Alors, il faut le voir et le dire, il n’y aurait plus aucune justice, car l’histoire n’est jamais sans son propre jugement. Tout arriverait et tout se passerait sans que personne ne vienne dire et manifester le droit. Si Dieu — le juge — s’efface, l’arrogance et l’oubli, le chagrin et la pitié, la chance et le hasard le remplacent. Pour le peuple de la Bible, supprimer la justice de Dieu, ce serait éterniser les ténèbres.
Il nous est certes dit de ne pas juger notre prochain, car ce serait se mettre soi-même à la place de Dieu ; mais il nous est aussi fortement dit d’apprendre et de nous souvenir que chacun, chacune de nous a Dieu lui-même comme juge.

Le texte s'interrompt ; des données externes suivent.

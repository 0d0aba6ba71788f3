use argon2::Argon2;
use axum::{
    extract::{FromRef, FromRequestParts, State},
    headers::{authorization::Bearer, Authorization, Cookie},
    http::{header::SET_COOKIE, request::Parts},
    Json, RequestPartsExt, TypedHeader,
};
use bson::oid::ObjectId;
use serde::{Deserialize, Serialize};
use tap::TapFallible;
use validator::Validate;

use crate::{
    config::BootstrapAdmin,
    error::{Error, UnauthorizedType},
    store::DynStore,
    util::{hash_password, now, verify_password, FormattedDateTime, JsonBody, ObjectIdString},
};

use super::token::{
    decode_access_token, decode_refresh_token, generate_access_token,
    generate_refresh_token_model, JwtState, RefreshTokenClaims,
};

#[derive(Serialize, Deserialize, Debug, Clone, PartialEq)]
pub struct UserModel {
    #[serde(rename = "_id")]
    pub id: ObjectId,

    pub name: String,
    pub email: String,
    pub password: String,
    pub role: UserRole,

    #[serde(default)]
    pub address: Option<String>,
    #[serde(default)]
    pub phone: Option<String>,

    pub created_at: bson::DateTime,
    pub updated_at: bson::DateTime,
}

#[derive(Serialize, Deserialize, Clone, Copy, Debug, Default, PartialEq, Eq, Hash)]
#[serde(rename_all = "lowercase")]
pub enum UserRole {
    #[default]
    Sender,
    Handler,
    Admin,
}

impl std::fmt::Display for UserRole {
    fn fmt(&self, f: &mut std::fmt::Formatter<'_>) -> std::fmt::Result {
        f.write_str(match self {
            Self::Sender => "sender",
            Self::Handler => "handler",
            Self::Admin => "admin",
        })
    }
}

#[derive(Debug)]
pub struct UserAccess {
    pub id: ObjectId,
    pub role: UserRole,
}

impl UserAccess {
    pub fn from_token(jwt_state: &JwtState, token: &str) -> Result<Self, Error> {
        let token = decode_access_token(jwt_state, token)
            .map_err(|_| Error::Unauthorized(UnauthorizedType::InvalidAccessToken))?;

        if token.claims.is_expired() {
            return Err(Error::Unauthorized(UnauthorizedType::InvalidAccessToken));
        }

        Ok(Self {
            id: token.claims.sub.0,
            role: token.claims.user_role,
        })
    }
}

#[axum::async_trait]
impl<S> FromRequestParts<S> for UserAccess
where
    JwtState: FromRef<S>,
    S: Send + Sync,
{
    type Rejection = Error;
    async fn from_request_parts(parts: &mut Parts, state: &S) -> Result<Self, Self::Rejection> {
        let TypedHeader(Authorization(token)) = parts
            .extract::<TypedHeader<Authorization<Bearer>>>()
            .await
            .map_err(|_| Error::Unauthorized(UnauthorizedType::InvalidAccessToken))?;

        let jwt = JwtState::from_ref(state);

        Self::from_token(&jwt, token.token())
    }
}

#[derive(Debug)]
pub struct RefreshToken(String);

#[axum::async_trait]
impl<S> FromRequestParts<S> for RefreshToken
where
    S: Send + Sync,
{
    type Rejection = Error;

    async fn from_request_parts(parts: &mut Parts, _state: &S) -> Result<Self, Self::Rejection> {
        let cookie = parts
            .extract::<TypedHeader<Cookie>>()
            .await
            .map_err(|_| Error::Unauthorized(UnauthorizedType::InvalidRefreshToken))
            .tap_err(|_| tracing::debug!("cookie not found"))?;

        let refresh_token = cookie
            .get("refresh_token")
            .ok_or(Error::Unauthorized(UnauthorizedType::InvalidRefreshToken))
            .tap_err(|_| tracing::debug!("token not found"))?;

        Ok(Self(refresh_token.to_string()))
    }
}

#[derive(Debug)]
pub struct RefreshClaim(pub RefreshTokenClaims, pub String);

impl RefreshClaim {
    pub fn from_token(jwt_state: &JwtState, refresh_token: String) -> Result<Self, Error> {
        let token = decode_refresh_token(jwt_state, &refresh_token)
            .map_err(|_| Error::Unauthorized(UnauthorizedType::InvalidRefreshToken))?;

        Ok(Self(token.claims, refresh_token))
    }
}

#[axum::async_trait]
impl<S> FromRequestParts<S> for RefreshClaim
where
    JwtState: FromRef<S>,
    S: Send + Sync,
{
    type Rejection = Error;

    async fn from_request_parts(parts: &mut Parts, state: &S) -> Result<Self, Self::Rejection> {
        let RefreshToken(refresh_token) = parts.extract::<RefreshToken>().await?;

        let jwt = JwtState::from_ref(state);

        Self::from_token(&jwt, refresh_token)
    }
}

impl UserModel {
    pub async fn from_id(id: ObjectId, store: &DynStore) -> Result<Self, Error> {
        store
            .find_user_by_id(id)
            .await?
            .ok_or(Error::Unauthorized(UnauthorizedType::InvalidAccessToken))
    }

    pub fn is_staff(&self) -> bool {
        matches!(self.role, UserRole::Handler | UserRole::Admin)
    }
}

#[axum::async_trait]
impl<S> FromRequestParts<S> for UserModel
where
    JwtState: FromRef<S>,
    DynStore: FromRef<S>,
    S: Send + Sync,
{
    type Rejection = Error;
    async fn from_request_parts(parts: &mut Parts, state: &S) -> Result<Self, Self::Rejection> {
        let access = parts.extract_with_state::<UserAccess, _>(state).await?;
        let store = DynStore::from_ref(state);
        Self::from_id(access.id, &store).await
    }
}

#[derive(Validate, Serialize, Deserialize, Debug, Clone)]
pub struct RegisterRequest {
    #[validate(length(min = 1, max = 124))]
    pub name: String,

    #[validate(email)]
    pub email: String,

    #[validate(length(min = 8, max = 64))]
    pub password: String,

    #[validate(must_match = "password")]
    pub confirm_password: String,

    #[validate(length(max = 256))]
    #[serde(default)]
    pub address: Option<String>,

    #[validate(length(max = 32))]
    #[serde(default)]
    pub phone: Option<String>,
}

#[derive(Serialize, Deserialize, Debug, Clone)]
#[serde(rename_all = "camelCase")]
pub struct UserResponse {
    pub id: ObjectIdString,

    pub name: String,
    pub email: String,
    pub role: UserRole,
    pub address: Option<String>,
    pub phone: Option<String>,

    pub created_at: FormattedDateTime,
    pub updated_at: FormattedDateTime,
}

impl From<UserModel> for UserResponse {
    fn from(value: UserModel) -> Self {
        Self {
            id: value.id.into(),
            name: value.name,
            email: value.email,
            role: value.role,
            address: value.address,
            phone: value.phone,

            created_at: value.created_at.into(),
            updated_at: value.updated_at.into(),
        }
    }
}

#[derive(Validate)]
pub struct CreateUserRequest {
    #[validate(length(min = 1, max = 124))]
    pub name: String,

    #[validate(email)]
    pub email: String,

    #[validate(length(min = 8, max = 64))]
    pub password: String,

    #[validate(must_match = "password")]
    pub confirm_password: String,

    pub address: Option<String>,
    pub phone: Option<String>,

    pub role: UserRole,
}

fn normalize_email(email: &str) -> String {
    email.trim().to_lowercase()
}

fn non_blank(value: Option<String>) -> Option<String> {
    value
        .map(|it| it.trim().to_string())
        .filter(|it| !it.is_empty())
}

pub async fn create_user(
    store: &DynStore,
    argon: &Argon2<'_>,
    request: CreateUserRequest,
) -> Result<UserModel, Error> {
    let request = CreateUserRequest {
        name: request.name.trim().to_string(),
        email: normalize_email(&request.email),
        ..request
    };
    request.validate()?;

    let model = UserModel {
        id: ObjectId::new(),
        name: request.name,
        email: request.email,
        password: hash_password(argon, &request.password)?,
        role: request.role,
        address: non_blank(request.address),
        phone: non_blank(request.phone),
        created_at: now(),
        updated_at: now(),
    };
    store.insert_user(&model).await?;

    Ok(model)
}

#[tracing::instrument(skip_all)]
pub async fn register(
    State(store): State<DynStore>,
    State(argon): State<Argon2<'static>>,
    JsonBody(request): JsonBody<RegisterRequest>,
) -> Result<Json<UserResponse>, Error> {
    let user = create_user(
        &store,
        &argon,
        CreateUserRequest {
            name: request.name,
            email: request.email,
            password: request.password,
            confirm_password: request.confirm_password,
            address: request.address,
            phone: request.phone,
            role: UserRole::Sender,
        },
    )
    .await?;

    tracing::info!(user_id = %user.id, "user registered");

    Ok(Json(user.into()))
}

pub async fn seed_admin(
    store: &DynStore,
    argon: &Argon2<'_>,
    admin: &BootstrapAdmin,
) -> Result<UserModel, Error> {
    let email = normalize_email(&admin.email);

    match store.find_user_by_email(&email).await? {
        Some(user) if user.role == UserRole::Admin => Ok(user),
        Some(user) => {
            tracing::info!(user_id = %user.id, "promoting bootstrap admin");
            store
                .update_user_role(user.id, UserRole::Admin, now())
                .await?
                .ok_or(Error::NotFound(crate::error::Resource::User(user.id)))
        }
        None => {
            tracing::info!(%email, "creating bootstrap admin");
            create_user(
                store,
                argon,
                CreateUserRequest {
                    name: "Administrator".to_string(),
                    email,
                    password: admin.password.clone(),
                    confirm_password: admin.password.clone(),
                    address: None,
                    phone: None,
                    role: UserRole::Admin,
                },
            )
            .await
        }
    }
}

pub async fn create_refresh_token(
    jwt_state: &JwtState,
    argon: &Argon2<'_>,
    store: &DynStore,
    user: &UserModel,
) -> Result<String, Error> {
    let (model, token) = generate_refresh_token_model(jwt_state, argon, user)?;

    store.insert_refresh_token(&model).await?;

    Ok(token)
}

#[derive(Serialize, Deserialize, Debug, Clone)]
pub struct LoginRequest {
    pub email: String,
    pub password: String,
}

#[derive(Serialize, Deserialize, Debug, Clone)]
#[serde(rename_all = "camelCase")]
pub struct LoginResponse {
    pub refresh_token: String,
    pub access_token: String,
    pub expired_at: FormattedDateTime,
    pub user: UserResponse,
}

#[tracing::instrument(skip_all)]
pub async fn login(
    State(store): State<DynStore>,
    State(jwt_state): State<JwtState>,
    State(argon): State<Argon2<'static>>,
    JsonBody(request): JsonBody<LoginRequest>,
) -> Result<([(axum::http::HeaderName, String); 1], Json<LoginResponse>), Error> {
    let user = store
        .find_user_by_email(&normalize_email(&request.email))
        .await?;

    let user = match user {
        Some(user) if verify_password(&argon, &request.password, &user.password) => user,
        _ => return Err(Error::InvalidCredentials),
    };

    let refresh_token = create_refresh_token(&jwt_state, &argon, &store, &user).await?;
    let access_token = generate_access_token(&jwt_state, &user)?;

    tracing::info!(user_id = %user.id, "user logged in");

    Ok((
        [(
            SET_COOKIE,
            format!("refresh_token={}; HttpOnly; Path=/", refresh_token),
        )],
        Json(LoginResponse {
            refresh_token,
            access_token: access_token.token,
            expired_at: access_token.expired_at.into(),
            user: user.into(),
        }),
    ))
}

#[tracing::instrument(skip_all)]
pub async fn logout(
    State(store): State<DynStore>,
    RefreshClaim(claim, _): RefreshClaim,
) -> Result<[(axum::http::HeaderName, &'static str); 1], Error> {
    if !store.delete_refresh_token(claim.sub.0).await? {
        return Err(Error::Unauthorized(UnauthorizedType::InvalidRefreshToken));
    }

    Ok([(SET_COOKIE, "refresh_token=; HttpOnly; Path=/; Max-Age=0")])
}

#[derive(Serialize, Deserialize, Debug, Clone)]
#[serde(rename_all = "camelCase")]
pub struct RefreshAccessTokenResponse {
    pub access_token: String,
    pub expired_at: FormattedDateTime,
}

pub async fn refresh_access_token(
    State(store): State<DynStore>,
    State(jwt_state): State<JwtState>,
    State(argon): State<Argon2<'static>>,
    RefreshClaim(claim, refresh_token): RefreshClaim,
) -> Result<Json<RefreshAccessTokenResponse>, Error> {
    let model = store
        .find_refresh_token(claim.sub.0)
        .await?
        .ok_or(Error::Unauthorized(UnauthorizedType::InvalidRefreshToken))
        .tap_err(|_| tracing::debug!("refresh token {} is not stored", claim.sub.0))?;

    if claim.is_expired() || !verify_password(&argon, &refresh_token, &model.token) {
        store.delete_refresh_token(model.id).await?;
        return Err(Error::Unauthorized(UnauthorizedType::InvalidRefreshToken));
    }

    let user = store
        .find_user_by_id(claim.user_id.0)
        .await?
        .ok_or(Error::Unauthorized(UnauthorizedType::InvalidRefreshToken))?;

    let access_token = generate_access_token(&jwt_state, &user)?;

    Ok(Json(RefreshAccessTokenResponse {
        access_token: access_token.token,
        expired_at: access_token.expired_at.into(),
    }))
}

Ce n’est pas là notre accablement, mais notre foi, notre espoir, et finalement notre joie. J’écoute donc avec vous ce que le prophète dit ici sur Dieu, notre juge, et le récit qu’il fait de sa justice.
Ce récit se retrouve identique dans l’Ancien Testament, avec le chant du prophète Esaïe sur le bien-aimé et sa vigne comme dans le Nouveau Testament, avec la parabole de Jésus sur les vignerons, meurtriers de l’héritier de la vigne.
On ne peut donc absolument pas opposer à l’Ancien Testament, qui serait le récit du jugement sans amour, le Nouveau Testament, qui serait le message de l’amour sans jugement, car, les deux fois, l’amour vient dans le jugement lui-même. L’amour de Dieu comporte la totalité de sa justice ; sinon, cet amour serait fadeur et pourriture. Le prophète Esaïe et Jésus, de manière identique, nous racontent la conduite de Dieu, notre juge. Ce juge, dans les deux récits, commence par nous faire totalement confiance. Esaïe l’appelle son ami, notre ami, qui nous confie sa vigne, une vigne bien placée sur un coteau, sarclée, dépierrée, avec un plant de choix, destiné à donner un excellent vin. Il y a suffisamment de Français vignerons et amateurs de bon vin pour savoir parfaitement ce que cela veut dire.
La vigne est choisie comme exemple pour deux raisons : elle donne un produit qui réjouit le cœur et, plus qu’aucune autre culture, elle réclame des soins tout au long de l’année, sans relâche, sans saison morte.
Ainsi va Dieu, nous disent Esaïe et Jésus. Il nous donne nos vies comme des vignes, dont il attend normalement de beaux raisins. Notre Dieu, notre juge, est un donateur, cet ami qui nous fait confiance. Alors Dieu s’en va et il nous laisse seuls avec sa vigne.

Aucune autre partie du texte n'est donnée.